How AARRR Helps Diagnose Issues
The framework’s real power is in diagnosis. If our North Star (Weekly Active Shorts Viewers) plateaus or declines, we can systematically investigate:
Is it an Acquisition problem?
Are fewer users discovering Shorts?
Check: Shorts tab CTR, home feed impression rate
If declining: Improve placement, increase promotion, test new discovery mechanisms
Is it an Activation problem?
Are users discovering Shorts but not engaging?
Check: First-session engagement distribution, time to first watch
If declining: Improve onboarding, optimize first-session recommendations, clarify value prop
Is it a Retention problem?
Are users trying Shorts but not coming back?
Check: Day 1/7/30 retention, cohort curves, churn reasons
If declining: Improve content quality, optimize recommendations for repeat users, address specific churn drivers
Is it a Revenue problem?
Are we monetizing but killing engagement?
Check: Ad load, RPM, correlation between ad exposure and retention
If problematic: Reduce ad frequency, improve ad relevance, test new ad formats
This systematic approach prevents random guessing and ensures you’re optimizing the right part of the funnel.
Step 5: Acknowledge Trade-offs and Considerations
The final step is acknowledging that real-world product management involves complexity, trade-offs, and imperfect information.
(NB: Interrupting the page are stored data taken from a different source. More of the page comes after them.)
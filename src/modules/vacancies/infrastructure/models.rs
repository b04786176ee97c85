/// Diesel models for the companies and vacancies tables
use crate::modules::vacancies::domain::{NewCompany, NewVacancy, SalaryRange, Vacancy};
use crate::schema::{companies, vacancies};
use diesel::prelude::*;
use diesel::sql_types::{BigInt, Double, Integer, Nullable, Text};

/// Diesel model for inserting a company
#[derive(Insertable, Debug)]
#[diesel(table_name = companies)]
pub struct NewCompanyModel {
    pub name: String,
    pub industry: Option<String>,
    pub area: Option<String>,
}

impl From<&NewCompany> for NewCompanyModel {
    fn from(company: &NewCompany) -> Self {
        Self {
            name: company.name.clone(),
            industry: company.industry.clone(),
            area: company.area.clone(),
        }
    }
}

/// Diesel model for inserting a vacancy
#[derive(Insertable, Debug)]
#[diesel(table_name = vacancies)]
pub struct NewVacancyModel {
    pub title: String,
    pub salary_min: Option<i32>,
    pub salary_max: Option<i32>,
    pub url: Option<String>,
    pub area: Option<String>,
    pub company_id: i32,
}

impl From<&NewVacancy> for NewVacancyModel {
    fn from(vacancy: &NewVacancy) -> Self {
        Self {
            title: vacancy.title.clone(),
            salary_min: vacancy.salary.from,
            salary_max: vacancy.salary.to,
            url: vacancy.url.clone(),
            area: vacancy.area.clone(),
            company_id: vacancy.company_id.0,
        }
    }
}

/// Row of the vacancies/companies join
#[derive(QueryableByName, Debug)]
pub struct VacancyRow {
    #[diesel(sql_type = Text)]
    pub title: String,
    #[diesel(sql_type = Nullable<Integer>)]
    pub salary_min: Option<i32>,
    #[diesel(sql_type = Nullable<Integer>)]
    pub salary_max: Option<i32>,
    #[diesel(sql_type = Nullable<Text>)]
    pub url: Option<String>,
    #[diesel(sql_type = Text)]
    pub company_name: String,
    #[diesel(sql_type = Nullable<Text>)]
    pub area: Option<String>,
}

impl VacancyRow {
    pub fn into_vacancy(self) -> Vacancy {
        Vacancy {
            title: self.title,
            salary: SalaryRange::new(self.salary_min, self.salary_max),
            url: self.url,
            company: self.company_name,
            area: self.area,
        }
    }
}

#[derive(QueryableByName, Debug)]
pub struct CompanyCountRow {
    #[diesel(sql_type = Text)]
    pub name: String,
    #[diesel(sql_type = BigInt)]
    pub count: i64,
}

#[derive(QueryableByName, Debug)]
pub struct AverageRow {
    #[diesel(sql_type = Nullable<Double>)]
    pub average: Option<f64>,
}
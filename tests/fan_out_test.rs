/// Fan-out fetch tests
///
/// Tests cover:
/// - Failure isolation between companies (errors and panics)
/// - Omission of companies without vacancies
/// - The concurrency bound and wall-clock behaviour of the pool
mod utils;

use hh_vacancies_lib::modules::provider::{
    FanOutAggregator, PaginatedFetcher, MAX_CONCURRENT_FETCHES,
};
use hh_vacancies_lib::modules::vacancies::EmployerRef;
use std::sync::Arc;
use std::time::Duration;
use utils::source::ScriptedSource;

fn employer(id: &str) -> EmployerRef {
    EmployerRef::new(id, format!("Company {}", id))
}

fn aggregator(source: Arc<ScriptedSource>) -> FanOutAggregator {
    FanOutAggregator::new(Arc::new(PaginatedFetcher::new(source)))
}

#[tokio::test]
async fn failing_company_does_not_affect_others() {
    let source = Arc::new(
        ScriptedSource::new()
            .pages("a", vec![100, 30])
            .failing("b", vec![100, 100], 1)
            .pages("c", vec![5]),
    );

    let report = aggregator(source)
        .fetch_all(&[employer("a"), employer("b"), employer("c")], 5)
        .await;

    assert_eq!(report.vacancies["Company a"].len(), 130);
    assert_eq!(report.vacancies["Company b"].len(), 100);
    assert_eq!(report.vacancies["Company c"].len(), 5);
    assert_eq!(report.total_vacancies(), 235);

    assert_eq!(report.notices.len(), 1);
    assert_eq!(report.notices[0].employer, "Company b");
    assert_eq!(report.notices[0].page, 1);
    assert!(report.failures.is_empty());
}

#[tokio::test]
async fn companies_without_vacancies_are_omitted() {
    let source = Arc::new(ScriptedSource::new().pages("a", vec![3]).pages("empty", vec![]));

    let report = aggregator(source)
        .fetch_all(&[employer("a"), employer("empty")], 5)
        .await;

    assert_eq!(report.vacancies.len(), 1);
    assert!(report.vacancies.contains_key("Company a"));
    assert!(!report.vacancies.contains_key("Company empty"));
}

#[tokio::test]
async fn panicking_fetch_is_reported_as_failure() {
    let source = Arc::new(
        ScriptedSource::new()
            .pages("a", vec![10])
            .panicking("boom")
            .pages("c", vec![20]),
    );

    let report = aggregator(source)
        .fetch_all(&[employer("a"), employer("boom"), employer("c")], 5)
        .await;

    assert_eq!(report.failures.len(), 1);
    assert_eq!(report.failures[0].company, "Company boom");
    assert_eq!(report.vacancies["Company a"].len(), 10);
    assert_eq!(report.vacancies["Company c"].len(), 20);
}

#[tokio::test]
async fn in_flight_fetches_never_exceed_pool_width() {
    let source = Arc::new(ScriptedSource::new().with_delay(Duration::from_millis(50)));
    let companies: Vec<EmployerRef> = (0..25).map(|i| employer(&i.to_string())).collect();

    aggregator(Arc::clone(&source)).fetch_all(&companies, 1).await;

    assert_eq!(source.request_count(), 25);
    assert!(source.max_in_flight() <= MAX_CONCURRENT_FETCHES);
    assert!(source.max_in_flight() > 1);
}

#[tokio::test]
async fn pool_of_one_fetches_sequentially() {
    let source = Arc::new(ScriptedSource::new().with_delay(Duration::from_millis(10)));
    let companies: Vec<EmployerRef> = (0..5).map(|i| employer(&i.to_string())).collect();

    let fetcher = Arc::new(PaginatedFetcher::new(source.clone()));
    FanOutAggregator::with_concurrency(fetcher, 1)
        .fetch_all(&companies, 1)
        .await;

    assert_eq!(source.max_in_flight(), 1);
}

#[tokio::test]
async fn concurrent_fetch_is_faster_than_sequential() {
    let delay = Duration::from_millis(200);
    let source = Arc::new(ScriptedSource::new().with_delay(delay));
    let companies: Vec<EmployerRef> = (0..10).map(|i| employer(&i.to_string())).collect();

    let report = aggregator(source).fetch_all(&companies, 1).await;

    // Ten sequential requests would take two seconds
    assert!(report.elapsed < delay * 5, "took {:?}", report.elapsed);
}

#[tokio::test]
async fn unscoped_listing_is_grouped_by_vacancy_company() {
    let source = Arc::new(ScriptedSource::new().pages("", vec![100, 20]));

    let report = aggregator(source).fetch_unscoped(3).await;

    assert_eq!(report.total_vacancies(), 120);
    assert!(report.notices.is_empty());
    assert!(report
        .vacancies
        .iter()
        .all(|(company, list)| list.iter().all(|v| &v.company == company)));
}

#[tokio::test]
async fn empty_company_list_returns_empty_report() {
    let report = aggregator(Arc::new(ScriptedSource::new())).fetch_all(&[], 5).await;

    assert!(report.vacancies.is_empty());
    assert!(report.failures.is_empty());
}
This demonstrates mature thinking.
Competing Priorities
Shorts growth vs. long-form content health
There’s inherent tension between growing Shorts aggressively and maintaining the health of YouTube’s core long-form business.
If Shorts becomes too successful at capturing user attention and long-form viewing drops significantly, we could actually reduce total revenue since:
Long-form content typically has higher RPM (revenue per thousand impressions) due to pre-roll and mid-roll ads
Long-form content has higher advertiser demand
Long-form enables premium ad formats
This is why our guardrail on long-form watch time among Shorts users is absolutely critical. We need to be willing to constrain Shorts growth if it’s coming at the expense of long-form health.
Example decision: If data shows Shorts users reducing long-form viewing by 25%, we might need to limit Shorts recommendations in certain contexts or adjust the algorithm to promote more balance.
Engagement vs. user well-being
We could optimize purely for time spent and create an addictive, endless scroll experience like TikTok. This might maximize short-term engagement metrics, but could lead to:
User regret and negative sentiment
Bad press and regulatory scrutiny
Long-term backlash and user departure
This is why guardrails around session length distribution and user sentiment matter. We need to be willing to sacrifice some engagement if users report feeling bad about their time spent.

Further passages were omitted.